Protected area in Portalegre District, Portugal

Serra de São Mamede Natural Park is a natural park in the Serra de São Mamede range, Portugal. It is one of the 30 areas which are officially under protection in the country.

==Climate==
The São Mamede Range rises from the Alentejo region of Portugal, which has a strongly Mediterranean climate, with hot summers and mild winters. At higher elevations, and particularly on slopes with northern aspects, the climate becomes cooler and wetter, transitioning into a warm-summer Mediterranean climate.

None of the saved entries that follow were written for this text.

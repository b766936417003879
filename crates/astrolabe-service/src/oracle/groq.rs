use async_trait::async_trait;
use serde::{Deserialize, Serialize};
use std::time::Duration;

use astrolabe::interpretation::Prompt;
use astrolabe_config::OracleSettings;

use crate::oracle::{OracleError, TextOracle};

#[derive(Debug, Serialize)]
struct ChatMessage<'a> {
    role: &'static str,
    content: &'a str,
}

#[derive(Debug, Serialize)]
struct ResponseFormat {
    #[serde(rename = "type")]
    kind: &'static str,
}

#[derive(Debug, Serialize)]
struct ChatRequest<'a> {
    model: &'a str,
    messages: [ChatMessage<'a>; 2],
    temperature: f64,
    max_tokens: u32,
    #[serde(skip_serializing_if = "Option::is_none")]
    top_p: Option<f64>,
    #[serde(skip_serializing_if = "Option::is_none")]
    response_format: Option<ResponseFormat>,
}

#[derive(Debug, Deserialize)]
struct ChatResponse {
    #[serde(default)]
    choices: Vec<ChatChoice>,
}

#[derive(Debug, Deserialize)]
struct ChatChoice {
    message: ChatChoiceMessage,
}

#[derive(Debug, Deserialize)]
struct ChatChoiceMessage {
    #[serde(default)]
    content: Option<String>,
}

/// OpenAI-compatible chat completions client for Groq.
pub struct GroqOracle {
    client: reqwest::Client,
    base_url: String,
    model: String,
    api_key: String,
    timeout: Duration,
}

impl GroqOracle {
    pub fn new(
        base_url: impl Into<String>,
        model: impl Into<String>,
        api_key: impl Into<String>,
        timeout: Duration,
    ) -> Result<Self, OracleError> {
        let client = reqwest::Client::builder()
            .timeout(timeout)
            .build()
            .map_err(|e| OracleError::Transport(e.to_string()))?;
        Ok(Self {
            client,
            base_url: base_url.into().trim_end_matches('/').to_string(),
            model: model.into(),
            api_key: api_key.into(),
            timeout,
        })
    }

    pub fn from_settings(settings: &OracleSettings) -> anyhow::Result<Self> {
        let api_key = settings.api_key()?;
        Ok(Self::new(
            settings.base_url.as_str(),
            settings.model.as_str(),
            api_key,
            settings.timeout(),
        )?)
    }

    fn request<'a>(&'a self, prompt: &'a Prompt) -> ChatRequest<'a> {
        ChatRequest {
            model: &self.model,
            messages: [
                ChatMessage {
                    role: "system",
                    content: &prompt.system,
                },
                ChatMessage {
                    role: "user",
                    content: &prompt.user,
                },
            ],
            temperature: prompt.params.temperature,
            max_tokens: prompt.params.max_tokens,
            top_p: prompt.params.top_p,
            response_format: prompt.params.json_mode.then_some(ResponseFormat { kind: "json_object" }),
        }
    }
}

#[async_trait]
impl TextOracle for GroqOracle {
    async fn complete(&self, prompt: &Prompt) -> Result<String, OracleError> {
        let url = format!("{}/chat/completions", self.base_url);
        log::debug!("Requesting {} reading from {}", prompt.template, self.model);

        let response = self
            .client
            .post(&url)
            .bearer_auth(&self.api_key)
            .json(&self.request(prompt))
            .send()
            .await
            .map_err(|e| {
                if e.is_timeout() {
                    OracleError::Timeout(self.timeout)
                } else {
                    OracleError::Transport(e.to_string())
                }
            })?;

        let status = response.status();
        if !status.is_success() {
            let body = response.text().await.unwrap_or_default();
            return Err(OracleError::Status {
                status: status.as_u16(),
                body,
            });
        }

        let parsed: ChatResponse = response
            .json()
            .await
            .map_err(|e| OracleError::Transport(e.to_string()))?;
        parsed
            .choices
            .into_iter()
            .next()
            .and_then(|c| c.message.content)
            .filter(|c| !c.trim().is_empty())
            .ok_or(OracleError::EmptyCompletion)
    }
}
//! Persistence, oracle and geocoder clients, and the request handlers that tie them to
//! the chart and aspect engines.

pub mod api;
pub mod geocode;
pub mod models;
pub mod oracle;
pub mod store;

pub use api::{ApiError, AstrolabeApi, Clock, FixedClock, SystemClock};
pub use geocode::{GeocodeError, Geocoder, NominatimGeocoder, Place};
pub use models::{BirthChart, ChartRecord, ChartSummary, HoroscopeEntry, LegacyChart};
pub use oracle::{GroqOracle, Interpretation, Interpreter, OracleError, ReadingSource, TextOracle};
pub use store::{ChartStore, HoroscopeCache, MemoryStore, SqliteStore, StoreError};
//! Single-moment astronomy snapshot: every body, the Moon's phase and nearby events.

use chrono::{DateTime, Utc};
use serde::{Deserialize, Serialize};

use crate::chart::{BodyFailure, BodyPosition, ChartEngine};
use crate::ephemeris::{Body, Ephemeris, GeoLocation};
use crate::lunar::{horizon_events, moon_phase, scan_events, MoonPhaseSnapshot, SkyEvent};

#[derive(Debug, Clone, PartialEq, Serialize, Deserialize)]
pub struct SkySnapshot {
    pub date: DateTime<Utc>,
    pub planets: Vec<BodyPosition>,
    pub failed: Vec<BodyFailure>,
    /// Absent only when the ephemeris cannot place the Sun or Moon
    pub moon_phase: Option<MoonPhaseSnapshot>,
    pub events: Vec<SkyEvent>,
}

impl SkySnapshot {
    pub fn position(&self, body: Body) -> Option<&BodyPosition> {
        self.planets.iter().find(|p| p.body == body)
    }

    pub fn retrograde_bodies(&self) -> Vec<Body> {
        self.planets
            .iter()
            .filter(|p| p.retrograde)
            .map(|p| p.body)
            .collect()
    }
}

/// Positions of all ten bodies at `date`. With a location, horizon crossings of the
/// Moon and inner planets are added to the events.
pub fn snapshot(ephemeris: &dyn Ephemeris, date: DateTime<Utc>, location: Option<&GeoLocation>) -> SkySnapshot {
    let engine = ChartEngine::new(ephemeris);
    let (planets, failed) = engine.positions(&Body::ALL, date);

    let moon_phase = match moon_phase(ephemeris, date) {
        Ok(snapshot) => Some(snapshot),
        Err(e) => {
            log::warn!("Moon phase unavailable at {}: {}", date, e);
            None
        }
    };

    let mut events = scan_events(ephemeris, date);
    if let Some(location) = location.filter(|l| l.is_valid()) {
        events.extend(horizon_events(ephemeris, date, location));
    }

    SkySnapshot {
        date,
        planets,
        failed,
        moon_phase,
        events,
    }
}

In comparison with the surrounding region, the orientation and altitude of the range result in cooler temperatures, more frequent occurrences of fog, and orographic lift that produces higher levels of precipitation.

==Flora==
The park's variations in topography support plants from regions of Portugal with both Mediterranean and oceanic climates. Over 800 species of plants are found within the natural park.

There are extensive areas of cork oak and Pyrenean oak. Holm oak is found on xeric sites. Sweet chestnut grows at higher elevations.

There are also large areas of olive, maritime pine, and Eucalyptus plantations.

==Fauna==
Within the area one can find the European otter, Cabrera's vole and, mainly in the north, the Iberian lynx. The Iberian wolf also lives in the area in small numbers.